Hacker News new | past | comments | ask | show | jobs | submit login
Show HN: Statistical tool for analyzing a Git repository (github.com)
120 points by arzzen 30 days ago | hide | past | web | favorite | 9 comments

I made a tool myself [0] with slightly different tools. It answers two questions: Who are the relevant coders and what parts of the code are the hotspots?

Here is an example run on sqlite:

    Top Committers (of 28 authors):
    D. Richard Hipp      13359 commits during 19 years until 2019-09-17
    Dan Kennedy          5813 commits during 17 years until 2019-09-16
     together these authors have 80+% of the commits (19172/20987)

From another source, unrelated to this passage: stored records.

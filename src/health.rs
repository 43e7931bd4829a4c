// Copyright (c) 2025 Erick Bourgeois, firestoned
// SPDX-License-Identifier: MIT

//! HTTP server for Kubernetes probes and Prometheus scraping.
//!
//! - `/healthz` - Liveness probe, 200 while the process is serving
//! - `/metrics` - Prometheus text exposition of [`crate::metrics::METRICS_REGISTRY`]

use crate::constants::{HEALTH_SERVER_PATH, METRICS_SERVER_BIND_ADDRESS, METRICS_SERVER_PATH};
use crate::metrics::gather_metrics;
use anyhow::{Context as _, Result};
use axum::{
    http::StatusCode,
    response::{IntoResponse, Response},
    routing::get,
    Router,
};
use tracing::{error, info};

async fn healthz() -> impl IntoResponse {
    (StatusCode::OK, "ok")
}

async fn metrics_handler() -> Response {
    match gather_metrics() {
        Ok(body) => (
            StatusCode::OK,
            [("content-type", "text/plain; version=0.0.4; charset=utf-8")],
            body,
        )
            .into_response(),
        Err(e) => {
            error!("Failed to encode metrics: {}", e);
            (StatusCode::INTERNAL_SERVER_ERROR, "failed to encode metrics").into_response()
        }
    }
}

/// Router serving the probe and metrics endpoints.
pub fn create_router() -> Router {
    Router::new()
        .route(HEALTH_SERVER_PATH, get(healthz))
        .route(METRICS_SERVER_PATH, get(metrics_handler))
}

/// Serve [`create_router`] on `port` until the listener fails.
///
/// # Errors
///
/// Returns an error if the port cannot be bound or the server stops with an I/O error.
pub async fn run_health_server(port: u16) -> Result<()> {
    let addr = format!("{METRICS_SERVER_BIND_ADDRESS}:{port}");
    info!(address = %addr, "Starting metrics server");

    let listener = tokio::net::TcpListener::bind(&addr)
        .await
        .with_context(|| format!("failed to bind metrics server to {addr}"))?;
    axum::serve(listener, create_router())
        .await
        .context("metrics server failed")?;

    Ok(())
}

#[cfg(test)]
#[path = "health_tests.rs"]
mod health_tests;
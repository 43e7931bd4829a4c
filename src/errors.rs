// Copyright (c) 2025 Erick Bourgeois, firestoned
// SPDX-License-Identifier: MIT

//! Error types for object store, control plane and reconciliation failures.
//!
//! The reconciler branches on these kinds:
//! - **Not found** - expected; leads to a create or is treated as already deleted
//! - **Conflict** - optimistic concurrency collision; the caller retries the pass
//! - **Validation** - needs a spec or parent change before another pass can succeed
//! - **Partial route failure** - some route operations failed; the rest were applied
//! - **Unexpected remote error** - anything else from the control plane

use std::time::Duration;
use thiserror::Error;

use crate::constants::{ERROR_REQUEUE_DURATION_SECS, VALIDATION_REQUEUE_DURATION_SECS};

/// Errors returned by an [`ObjectStore`](crate::store::ObjectStore).
#[derive(Error, Debug)]
pub enum StoreError {
    /// The object does not exist.
    #[error("{kind} {namespace}/{name} not found")]
    NotFound {
        kind: String,
        namespace: String,
        name: String,
    },

    /// The object changed since it was read (HTTP 409).
    #[error("conflict writing {kind} {namespace}/{name}: {message}")]
    Conflict {
        kind: String,
        namespace: String,
        name: String,
        message: String,
    },

    /// The object could not be encoded for the write.
    #[error("failed to serialize {kind} {namespace}/{name}: {source}")]
    Serialization {
        kind: String,
        namespace: String,
        name: String,
        #[source]
        source: serde_json::Error,
    },

    /// Any other Kubernetes API failure.
    #[error("Kubernetes API error: {0}")]
    Kube(#[from] kube::Error),
}

impl StoreError {
    /// Whether this error means the object does not exist.
    #[must_use]
    pub fn is_not_found(&self) -> bool {
        matches!(self, Self::NotFound { .. })
    }

    /// Whether this error is an optimistic concurrency conflict.
    #[must_use]
    pub fn is_conflict(&self) -> bool {
        matches!(self, Self::Conflict { .. })
    }
}

/// Errors returned by a [`ControlPlane`](crate::cloud::ControlPlane).
#[derive(Error, Debug, Clone, PartialEq, Eq)]
pub enum ControlPlaneError {
    /// The remote object does not exist (HTTP 404).
    #[error("{kind} '{name}' not found in mesh '{mesh}'")]
    NotFound {
        kind: String,
        name: String,
        mesh: String,
    },

    /// The control plane rejected the request.
    #[error("control plane returned HTTP {status} for {method} {path}: {message}")]
    Api {
        method: String,
        path: String,
        status: u16,
        message: String,
    },

    /// The request never produced a response.
    #[error("failed to reach control plane at {url}: {reason}")]
    Transport { url: String, reason: String },

    /// The response body did not have the expected shape.
    #[error("unexpected response for {kind} '{name}': {reason}")]
    Decode {
        kind: String,
        name: String,
        reason: String,
    },
}

impl ControlPlaneError {
    /// Whether this error means the remote object does not exist.
    #[must_use]
    pub fn is_not_found(&self) -> bool {
        matches!(self, Self::NotFound { .. })
    }
}

/// Aggregated failure of a route sync pass.
///
/// Every route operation is attempted; this names each route whose
/// create, update or delete failed.
#[derive(Error, Debug, Clone, PartialEq, Eq)]
#[error("error updating routes: {}", failed.join(" "))]
pub struct RouteSyncError {
    /// Names of the routes whose operation failed, in attempt order.
    pub failed: Vec<String>,
}

/// Errors surfaced by a `VirtualService` reconciliation pass.
#[derive(Error, Debug)]
pub enum ReconcileError {
    /// A required spec field is missing or invalid.
    #[error("validation error: {0}")]
    Validation(String),

    /// The parent mesh exists but is not active yet.
    #[error("mesh {namespace}/{name} must be active for virtual service {virtual_service}")]
    MeshNotActive {
        namespace: String,
        name: String,
        virtual_service: String,
    },

    /// Reading or writing a Kubernetes object failed.
    #[error("{action}: {source}")]
    Store {
        action: String,
        #[source]
        source: StoreError,
    },

    /// A control plane call failed with something other than not-found.
    #[error("{action}: {source}")]
    ControlPlane {
        action: String,
        #[source]
        source: ControlPlaneError,
    },

    /// One or more route operations failed.
    #[error(transparent)]
    Routes(#[from] RouteSyncError),
}

impl ReconcileError {
    pub(crate) fn store(action: impl Into<String>, source: StoreError) -> Self {
        Self::Store {
            action: action.into(),
            source,
        }
    }

    pub(crate) fn control_plane(action: impl Into<String>, source: ControlPlaneError) -> Self {
        Self::ControlPlane {
            action: action.into(),
            source,
        }
    }

    /// Whether another pass could succeed without a spec or parent change.
    #[must_use]
    pub fn is_retryable(&self) -> bool {
        match self {
            Self::Validation(_) => false,
            Self::MeshNotActive { .. }
            | Self::Store { .. }
            | Self::ControlPlane { .. }
            | Self::Routes(_) => true,
        }
    }

    /// Short label used for the `error_type` metric.
    #[must_use]
    pub fn error_type(&self) -> &'static str {
        match self {
            Self::Validation(_) => "validation",
            Self::MeshNotActive { .. } => "mesh_not_active",
            Self::Store { source, .. } if source.is_conflict() => "conflict",
            Self::Store { .. } => "store",
            Self::ControlPlane { .. } => "control_plane",
            Self::Routes(_) => "routes",
        }
    }

    /// Recommended requeue delay for this error.
    #[must_use]
    pub fn requeue_after(&self) -> Duration {
        if self.is_retryable() {
            Duration::from_secs(ERROR_REQUEUE_DURATION_SECS)
        } else {
            Duration::from_secs(VALIDATION_REQUEUE_DURATION_SECS)
        }
    }
}

#[cfg(test)]
#[path = "errors_tests.rs"]
mod errors_tests;
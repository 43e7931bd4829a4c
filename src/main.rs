// Copyright (c) 2025 Erick Bourgeois, firestoned
// SPDX-License-Identifier: MIT

use anyhow::Result;
use clap::Parser;
use kube::Client;
use meshroute::{
    cloud::http::HttpControlPlane,
    config::OperatorConfig,
    context::Context,
    controller::run_virtual_service_controller,
    crd::{Mesh, VirtualService},
    health::run_health_server,
    store::KubeStore,
};
use std::sync::Arc;
use tracing::{debug, error, info};

fn main() -> Result<()> {
    let config = OperatorConfig::parse();

    // Build Tokio runtime with custom thread names
    let runtime = tokio::runtime::Builder::new_multi_thread()
        .worker_threads(4)
        .thread_name("meshroute-controller")
        .enable_all()
        .build()?;

    runtime.block_on(async_main(config))
}

fn init_tracing() {
    // Format: timestamp file:line LEVEL message
    //
    // Respects RUST_LOG environment variable if set, otherwise defaults to INFO level
    // Example: RUST_LOG=meshroute=debug
    //
    // Respects RUST_LOG_FORMAT environment variable for output format
    // Example: RUST_LOG_FORMAT=json
    let env_filter = tracing_subscriber::EnvFilter::try_from_default_env()
        .unwrap_or_else(|_| tracing_subscriber::EnvFilter::new("info"));

    let log_format = std::env::var("RUST_LOG_FORMAT").unwrap_or_else(|_| "text".to_string());

    match log_format.to_lowercase().as_str() {
        "json" => {
            tracing_subscriber::fmt()
                .with_env_filter(env_filter)
                .with_file(true)
                .with_line_number(true)
                .with_thread_names(true)
                .with_target(false)
                .json()
                .init();
        }
        _ => {
            tracing_subscriber::fmt()
                .with_env_filter(env_filter)
                .with_file(true)
                .with_line_number(true)
                .with_thread_names(true)
                .with_target(false)
                .with_ansi(true)
                .compact()
                .init();
        }
    }
}

async fn async_main(config: OperatorConfig) -> Result<()> {
    init_tracing();

    info!("Starting meshroute VirtualService controller");
    debug!(
        endpoint = %config.mesh_api_endpoint,
        auth_enabled = config.mesh_api_token.is_some(),
        metrics_port = config.metrics_port,
        "Loaded operator configuration"
    );

    debug!("Initializing Kubernetes client");
    let client = Client::try_default().await?;
    debug!("Kubernetes client initialized successfully");

    let control_plane = HttpControlPlane::new(config.control_plane())?;
    let context = Arc::new(Context {
        virtual_services: Arc::new(KubeStore::<VirtualService>::new(client.clone())),
        meshes: Arc::new(KubeStore::<Mesh>::new(client.clone())),
        control_plane: Arc::new(control_plane),
    });

    // The controller and the metrics server should never exit
    tokio::select! {
        result = run_virtual_service_controller(client, config.watch_namespace(), context) => {
            error!("CRITICAL: VirtualService controller exited unexpectedly: {:?}", result);
            result?;
            anyhow::bail!("VirtualService controller exited unexpectedly without error")
        }
        result = run_health_server(config.metrics_port) => {
            error!("CRITICAL: Metrics server exited unexpectedly: {:?}", result);
            result?;
            anyhow::bail!("Metrics server exited unexpectedly without error")
        }
        _ = tokio::signal::ctrl_c() => {
            info!("Received shutdown signal, stopping");
            Ok(())
        }
    }
}
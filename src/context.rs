// Copyright (c) 2025 Erick Bourgeois, firestoned
// SPDX-License-Identifier: MIT

//! Shared context for the `VirtualService` controller.
//!
//! Every reconciliation receives an `Arc<Context>` holding:
//! - the `VirtualService` object store (reads, finalizer and status writes)
//! - the `Mesh` object store (read only)
//! - the remote control plane client
//!
//! [`Stores`] wraps the reflector cache used by watch mappers to find the
//! services affected by a change to a `Mesh`, `VirtualNode` or `VirtualRouter`
//! without querying the API server.

use crate::cloud::ControlPlane;
use crate::crd::{Mesh, VirtualService};
use crate::references::{self, ObjectKey};
use crate::store::ObjectStore;
use kube::runtime::reflector::{ObjectRef, Store};
use std::sync::Arc;

/// Shared, immutable dependencies of a reconciliation pass.
#[derive(Clone)]
pub struct Context {
    /// `VirtualService` reads and writes
    pub virtual_services: Arc<dyn ObjectStore<VirtualService>>,

    /// Parent `Mesh` lookups
    pub meshes: Arc<dyn ObjectStore<Mesh>>,

    /// Remote service mesh control plane
    pub control_plane: Arc<dyn ControlPlane>,
}

/// Reflector stores for cross-object lookups.
#[derive(Clone)]
pub struct Stores {
    pub virtual_services: Store<VirtualService>,
}

impl Stores {
    #[must_use]
    pub fn new(virtual_services: Store<VirtualService>) -> Self {
        Self { virtual_services }
    }

    /// Services whose provider references the `VirtualNode` `namespace/name`.
    #[must_use]
    pub fn virtual_services_referencing_node(
        &self,
        namespace: &str,
        name: &str,
    ) -> Vec<ObjectRef<VirtualService>> {
        let cached = self.virtual_services.state();
        to_object_refs(references::virtual_services_referencing_node(
            cached.iter().map(|vs| &**vs),
            &ObjectKey::new(namespace, name),
        ))
    }

    /// Services whose provider references the `VirtualRouter` `namespace/name`.
    #[must_use]
    pub fn virtual_services_referencing_router(
        &self,
        namespace: &str,
        name: &str,
    ) -> Vec<ObjectRef<VirtualService>> {
        let cached = self.virtual_services.state();
        to_object_refs(references::virtual_services_referencing_router(
            cached.iter().map(|vs| &**vs),
            &ObjectKey::new(namespace, name),
        ))
    }

    /// Services that belong to the `Mesh` `namespace/name`.
    #[must_use]
    pub fn virtual_services_in_mesh(
        &self,
        namespace: &str,
        name: &str,
    ) -> Vec<ObjectRef<VirtualService>> {
        let cached = self.virtual_services.state();
        to_object_refs(references::virtual_services_in_mesh(
            cached.iter().map(|vs| &**vs),
            &ObjectKey::new(namespace, name),
        ))
    }
}

fn to_object_refs(keys: Vec<ObjectKey>) -> Vec<ObjectRef<VirtualService>> {
    keys.into_iter()
        .map(|key| ObjectRef::new(&key.name).within(&key.namespace))
        .collect()
}

#[cfg(test)]
#[path = "context_tests.rs"]
mod context_tests;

    Files with most commits:
    1143 commits: src/sqlite.h.in      during 19 years until 2019-09-16
    1331 commits: src/where.c          during 19 years until 2019-09-03
    1360 commits: src/btree.c          during 18 years until 2019-08-24
    1650 commits: src/vdbe.c           during 19 years until 2019-09-16
    1893 commits: src/sqliteInt.h      during 19 years until 2019-09-14

    Files with most authors:
    11 authors: src/main.c          
    11 authors: src/sqliteInt.h     
    12 authors: configure.ac        
    12 authors: src/shell.c         
    15 authors: Makefile.in         

    By file extension:
    .test: 1333 files
       .c: 379 files
     together these make up 80+% of the files (1712/2138)
[0] https://github.com/qznc/dot/blob/master/bin/git-overview

Pull Panda [0] is another tool we've been using that is offered as a SaaS and is now free since it was acquired by Github this year. It tells you average PR review time, average PR diff size, who is most requested for review, review-comment ratio, etc. I can't believe it's taken Github so long to make progress on dashboards like this for engineering managers, but looking forward to the time Pull Panda is fully integrated.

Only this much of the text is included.